Among the entries below, count the lines with "vsource" in them and state the total without comment.

Start of RECORDS SUPPLIED

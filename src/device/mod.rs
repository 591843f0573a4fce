//! Device models and the contract they implement.
//!
//! A device object is one model card together with every instance that
//! references it. The circuit holds device objects in registration order
//! and dispatches through the [`Device`] trait; [`DeviceKind`] tags the
//! concrete type for diagnostics and capability checks.

pub mod bsim3;
pub mod capacitor;
pub mod diode;
pub mod inductor;
pub mod isource;
pub mod limit;
pub mod resistor;
pub mod vsource;
pub mod waveform;

use crate::circuit::NodeTable;
use crate::context::SimContext;
use crate::error::{NodalError, Result};
use crate::matrix::{MatrixHandle, SparseMatrix};
use crate::options::SimOptions;
use crate::report::Reporter;
use num_complex::Complex64;
use std::fmt::Debug;

/// Reference temperature (K).
pub const REFTEMP: f64 = 300.15;
/// Boltzmann constant (J/K).
pub const BOLTZMANN: f64 = 1.380_622_6e-23;
/// Elementary charge (C).
pub const CHARGE: f64 = 1.602_191_8e-19;
pub const KOVERQ: f64 = BOLTZMANN / CHARGE;

#[derive(Debug, Clone, Copy, PartialEq, Eq, Hash)]
pub enum DeviceKind {
    Resistor,
    Capacitor,
    Inductor,
    VoltageSource,
    CurrentSource,
    Diode,
    Bsim3,
}

impl DeviceKind {
    pub fn name(self) -> &'static str {
        match self {
            DeviceKind::Resistor => "resistor",
            DeviceKind::Capacitor => "capacitor",
            DeviceKind::Inductor => "inductor",
            DeviceKind::VoltageSource => "vsource",
            DeviceKind::CurrentSource => "isource",
            DeviceKind::Diode => "diode",
            DeviceKind::Bsim3 => "bsim3",
        }
    }

    pub fn from_name(name: &str) -> Option<Self> {
        let kind = match name.to_ascii_lowercase().as_str() {
            "r" | "resistor" => DeviceKind::Resistor,
            "c" | "capacitor" => DeviceKind::Capacitor,
            "l" | "inductor" => DeviceKind::Inductor,
            "v" | "vsource" => DeviceKind::VoltageSource,
            "i" | "isource" => DeviceKind::CurrentSource,
            "d" | "diode" => DeviceKind::Diode,
            "m" | "bsim3" | "nmos" | "pmos" => DeviceKind::Bsim3,
            _ => return None,
        };
        Some(kind)
    }
}

/// Analyses a device type can take part in.
#[derive(Debug, Clone, Copy, PartialEq, Eq)]
pub struct Capabilities {
    pub ac: bool,
    pub pz: bool,
}

impl Default for Capabilities {
    fn default() -> Self {
        Self { ac: true, pz: true }
    }
}

/// Resources handed to a device while the circuit is elaborated.
pub struct Setup<'a> {
    pub(crate) nodes: &'a mut NodeTable,
    pub(crate) matrix: &'a mut SparseMatrix,
    pub(crate) num_states: &'a mut usize,
}

impl Setup<'_> {
    /// Index of the named external node, created on first use.
    pub fn node(&mut self, name: &str) -> usize {
        self.nodes.node(name)
    }

    /// A fresh internal node owned by `owner`.
    pub fn internal_node(&mut self, owner: &str, suffix: &str) -> usize {
        self.nodes.internal(&format!("{owner}#{suffix}"))
    }

    /// A branch-current unknown owned by `owner`.
    pub fn branch(&mut self, owner: &str) -> usize {
        self.nodes.branch(owner)
    }

    /// Reserve `count` consecutive state slots; returns the first.
    pub fn states(&mut self, count: usize) -> usize {
        let base = *self.num_states;
        *self.num_states += count;
        base
    }

    pub fn allocate(&mut self, row: usize, col: usize) -> MatrixHandle {
        self.matrix.allocate(row, col)
    }
}

/// The four handles of a two-terminal conductance between `p` and `n`.
#[derive(Debug, Clone, Copy)]
pub struct PairStamp {
    pp: MatrixHandle,
    pn: MatrixHandle,
    np: MatrixHandle,
    nn: MatrixHandle,
}

impl PairStamp {
    pub fn new(setup: &mut Setup<'_>, p: usize, n: usize) -> Self {
        Self {
            pp: setup.allocate(p, p),
            pn: setup.allocate(p, n),
            np: setup.allocate(n, p),
            nn: setup.allocate(n, n),
        }
    }

    pub fn add(&self, matrix: &mut SparseMatrix, g: f64) {
        matrix.add(self.pp, g);
        matrix.add(self.nn, g);
        matrix.add(self.pn, -g);
        matrix.add(self.np, -g);
    }

    pub fn add_complex(&self, matrix: &mut SparseMatrix, y: Complex64) {
        matrix.add_complex(self.pp, y);
        matrix.add_complex(self.nn, y);
        matrix.add_complex(self.pn, -y);
        matrix.add_complex(self.np, -y);
    }
}

/// The contract between a device type and the simulator.
///
/// Calls arrive in this order: `setup`, `temperature`, `check_model`,
/// then per analysis any number of `load`, `conv_test`, `ac_load`,
/// `pz_load`, `get_ic` and `trunc`.
pub trait Device: Debug {
    fn kind(&self) -> DeviceKind;

    /// Model name.
    fn name(&self) -> &str;

    fn capabilities(&self) -> Capabilities {
        Capabilities::default()
    }

    fn instance_names(&self) -> Vec<&str>;

    fn set_model_param(&mut self, param: &str, _value: f64) -> Result<()> {
        Err(NodalError::BadParam {
            device: self.name().to_string(),
            param: param.to_string(),
        })
    }

    fn set_instance_param(&mut self, instance: &str, param: &str, value: f64) -> Result<()>;

    /// Read back an instance parameter, where the device supports it.
    fn ask(&self, _instance: &str, _param: &str) -> Option<f64> {
        None
    }

    /// Allocate internal nodes, branch unknowns, state slots and handles.
    fn setup(&mut self, setup: &mut Setup<'_>) -> Result<()>;

    /// Temperature and geometry preprocessing.
    fn temperature(&mut self, _options: &SimOptions) -> Result<()> {
        Ok(())
    }

    /// Validate parameters, clamping recoverable ones.
    fn check_model(&mut self, _reporter: &mut dyn Reporter) -> Result<()> {
        Ok(())
    }

    /// Stamp the linearized companion model at the current iterate.
    fn load(&mut self, ctx: &mut SimContext, matrix: &mut SparseMatrix) -> Result<()>;

    /// Stamp `G + jωC` and any AC excitation.
    fn ac_load(&self, ctx: &mut SimContext, matrix: &mut SparseMatrix) -> Result<()>;

    /// Stamp `G + sC`.
    fn pz_load(&self, s: Complex64, matrix: &mut SparseMatrix) -> Result<()>;

    /// Check every instance; on the first failure bump `ctx.noncon` and
    /// return `false`.
    fn conv_test(&self, _ctx: &mut SimContext) -> bool {
        true
    }

    /// Take unset initial conditions from the current solution.
    fn get_ic(&mut self, _ctx: &SimContext) {}

    /// Lower `step` to the largest step every charge state allows.
    fn trunc(&self, _ctx: &SimContext, _step: &mut f64) {}
}

/// Thermal voltage at `temp` kelvin.
pub fn thermal_voltage(temp: f64) -> f64 {
    KOVERQ * temp
}

pub(crate) fn bad_param(device: &str, param: &str) -> NodalError {
    NodalError::BadParam {
        device: device.to_string(),
        param: param.to_string(),
    }
}

pub(crate) fn no_instance(device: &str, instance: &str) -> NodalError {
    NodalError::Setup(format!("{device}: no instance named '{instance}'"))
}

End of RECORDS SUPPLIED

WRITTEN RESPONSE – 3